Brief -> Reproduce each record in the listing below exactly as written.

Dataset ->
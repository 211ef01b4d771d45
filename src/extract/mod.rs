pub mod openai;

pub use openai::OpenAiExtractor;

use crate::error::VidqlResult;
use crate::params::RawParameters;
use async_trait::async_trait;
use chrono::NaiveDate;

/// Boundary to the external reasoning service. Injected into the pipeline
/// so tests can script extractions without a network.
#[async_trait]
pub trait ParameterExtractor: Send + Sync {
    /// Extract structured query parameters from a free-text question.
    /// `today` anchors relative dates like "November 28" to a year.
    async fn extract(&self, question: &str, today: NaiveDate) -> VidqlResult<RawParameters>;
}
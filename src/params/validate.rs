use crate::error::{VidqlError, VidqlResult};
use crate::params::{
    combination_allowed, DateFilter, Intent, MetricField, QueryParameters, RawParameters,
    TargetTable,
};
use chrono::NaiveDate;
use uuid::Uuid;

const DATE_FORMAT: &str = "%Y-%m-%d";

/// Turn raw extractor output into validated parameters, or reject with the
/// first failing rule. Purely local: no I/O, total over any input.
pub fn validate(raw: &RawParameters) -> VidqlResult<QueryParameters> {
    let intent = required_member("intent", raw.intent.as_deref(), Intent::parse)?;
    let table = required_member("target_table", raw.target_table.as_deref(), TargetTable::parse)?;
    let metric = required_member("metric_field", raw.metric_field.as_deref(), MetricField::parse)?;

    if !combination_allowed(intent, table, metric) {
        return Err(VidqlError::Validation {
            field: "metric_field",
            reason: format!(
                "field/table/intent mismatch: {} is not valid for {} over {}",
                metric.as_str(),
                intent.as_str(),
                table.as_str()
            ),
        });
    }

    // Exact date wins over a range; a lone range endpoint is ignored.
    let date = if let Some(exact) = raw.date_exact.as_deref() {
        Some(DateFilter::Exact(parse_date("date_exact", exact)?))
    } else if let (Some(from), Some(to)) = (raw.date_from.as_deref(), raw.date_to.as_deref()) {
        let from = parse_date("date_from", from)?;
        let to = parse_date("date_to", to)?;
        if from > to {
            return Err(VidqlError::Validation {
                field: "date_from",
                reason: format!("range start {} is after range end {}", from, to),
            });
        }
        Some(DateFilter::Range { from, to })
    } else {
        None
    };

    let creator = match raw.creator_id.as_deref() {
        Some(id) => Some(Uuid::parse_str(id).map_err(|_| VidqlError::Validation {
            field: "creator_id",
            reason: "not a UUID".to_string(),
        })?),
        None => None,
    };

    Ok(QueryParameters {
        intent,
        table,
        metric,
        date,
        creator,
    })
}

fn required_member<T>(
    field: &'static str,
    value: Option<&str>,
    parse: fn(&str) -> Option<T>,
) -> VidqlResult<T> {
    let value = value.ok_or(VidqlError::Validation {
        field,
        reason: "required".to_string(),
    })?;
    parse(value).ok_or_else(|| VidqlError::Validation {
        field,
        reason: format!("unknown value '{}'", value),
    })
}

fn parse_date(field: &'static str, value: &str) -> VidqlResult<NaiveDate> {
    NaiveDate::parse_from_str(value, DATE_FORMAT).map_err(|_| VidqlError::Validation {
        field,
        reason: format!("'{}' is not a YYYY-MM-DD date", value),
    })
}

Written response ->
repository 211ef01b4d771d45
filename src/extract/mod.rs
pub mod openai;

pub use openai::OpenAiExtractor;

use crate::error::VidqlResult;
use crate::params::RawParameters;
use async_trait::async_trait;
use chrono::NaiveDate;

/// Boundary to the external reasoning service. Injected into the pipeline
/// so tests can script extractions without a network.
#[async_trait]
pub trait ParameterExtractor: Send + Sync {
    /// Extract structured query parameters from a free-text question.
    /// `today` anchors relative dates like "November 28" to a year.
    async fn extract(&self, question: &str, today: NaiveDate) -> VidqlResult<RawParameters>;
}
filename src/params/validate.rs
use crate::error::{VidqlError, VidqlResult};
use crate::params::{
    combination_allowed, DateFilter, Intent, MetricField, QueryParameters, RawParameters,
    TargetTable,
};
use chrono::NaiveDate;
use uuid::Uuid;

const DATE_FORMAT: &str = "%Y-%m-%d";

/// Turn raw extractor output into validated parameters, or reject with the
/// first failing rule. Purely local: no I/O, total over any input.
pub fn validate(raw: &RawParameters) -> VidqlResult<QueryParameters> {
    let intent = required_member("intent", raw.intent.as_deref(), Intent::parse)?;
    let table = required_member("target_table", raw.target_table.as_deref(), TargetTable::parse)?;
    let metric = required_member("metric_field", raw.metric_field.as_deref(), MetricField::parse)?;

    if !combination_allowed(intent, table, metric) {
        return Err(VidqlError::Validation {
            field: "metric_field",
            reason: format!(
                "field/table/intent mismatch: {} is not valid for {} over {}",
                metric.as_str(),
                intent.as_str(),
                table.as_str()
            ),
        });
    }

    // Exact date wins over a range; a lone range endpoint is ignored.
    let date = if let Some(exact) = raw.date_exact.as_deref() {
        Some(DateFilter::Exact(parse_date("date_exact", exact)?))
    } else if let (Some(from), Some(to)) = (raw.date_from.as_deref(), raw.date_to.as_deref()) {
        let from = parse_date("date_from", from)?;
        let to = parse_date("date_to", to)?;
        if from > to {
            return Err(VidqlError::Validation {
                field: "date_from",
                reason: format!("range start {} is after range end {}", from, to),
            });
        }
        Some(DateFilter::Range { from, to })
    } else {
        None
    };

    let creator = match raw.creator_id.as_deref() {
        Some(id) => Some(Uuid::parse_str(id).map_err(|_| VidqlError::Validation {
            field: "creator_id",
            reason: "not a UUID".to_string(),
        })?),
        None => None,
    };

    Ok(QueryParameters {
        intent,
        table,
        metric,
        date,
        creator,
    })
}

fn required_member<T>(
    field: &'static str,
    value: Option<&str>,
    parse: fn(&str) -> Option<T>,
) -> VidqlResult<T> {
    let value = value.ok_or(VidqlError::Validation {
        field,
        reason: "required".to_string(),
    })?;
    parse(value).ok_or_else(|| VidqlError::Validation {
        field,
        reason: format!("unknown value '{}'", value),
    })
}

fn parse_date(field: &'static str, value: &str) -> VidqlResult<NaiveDate> {
    NaiveDate::parse_from_str(value, DATE_FORMAT).map_err(|_| VidqlError::Validation {
        field,
        reason: format!("'{}' is not a YYYY-MM-DD date", value),
    })
}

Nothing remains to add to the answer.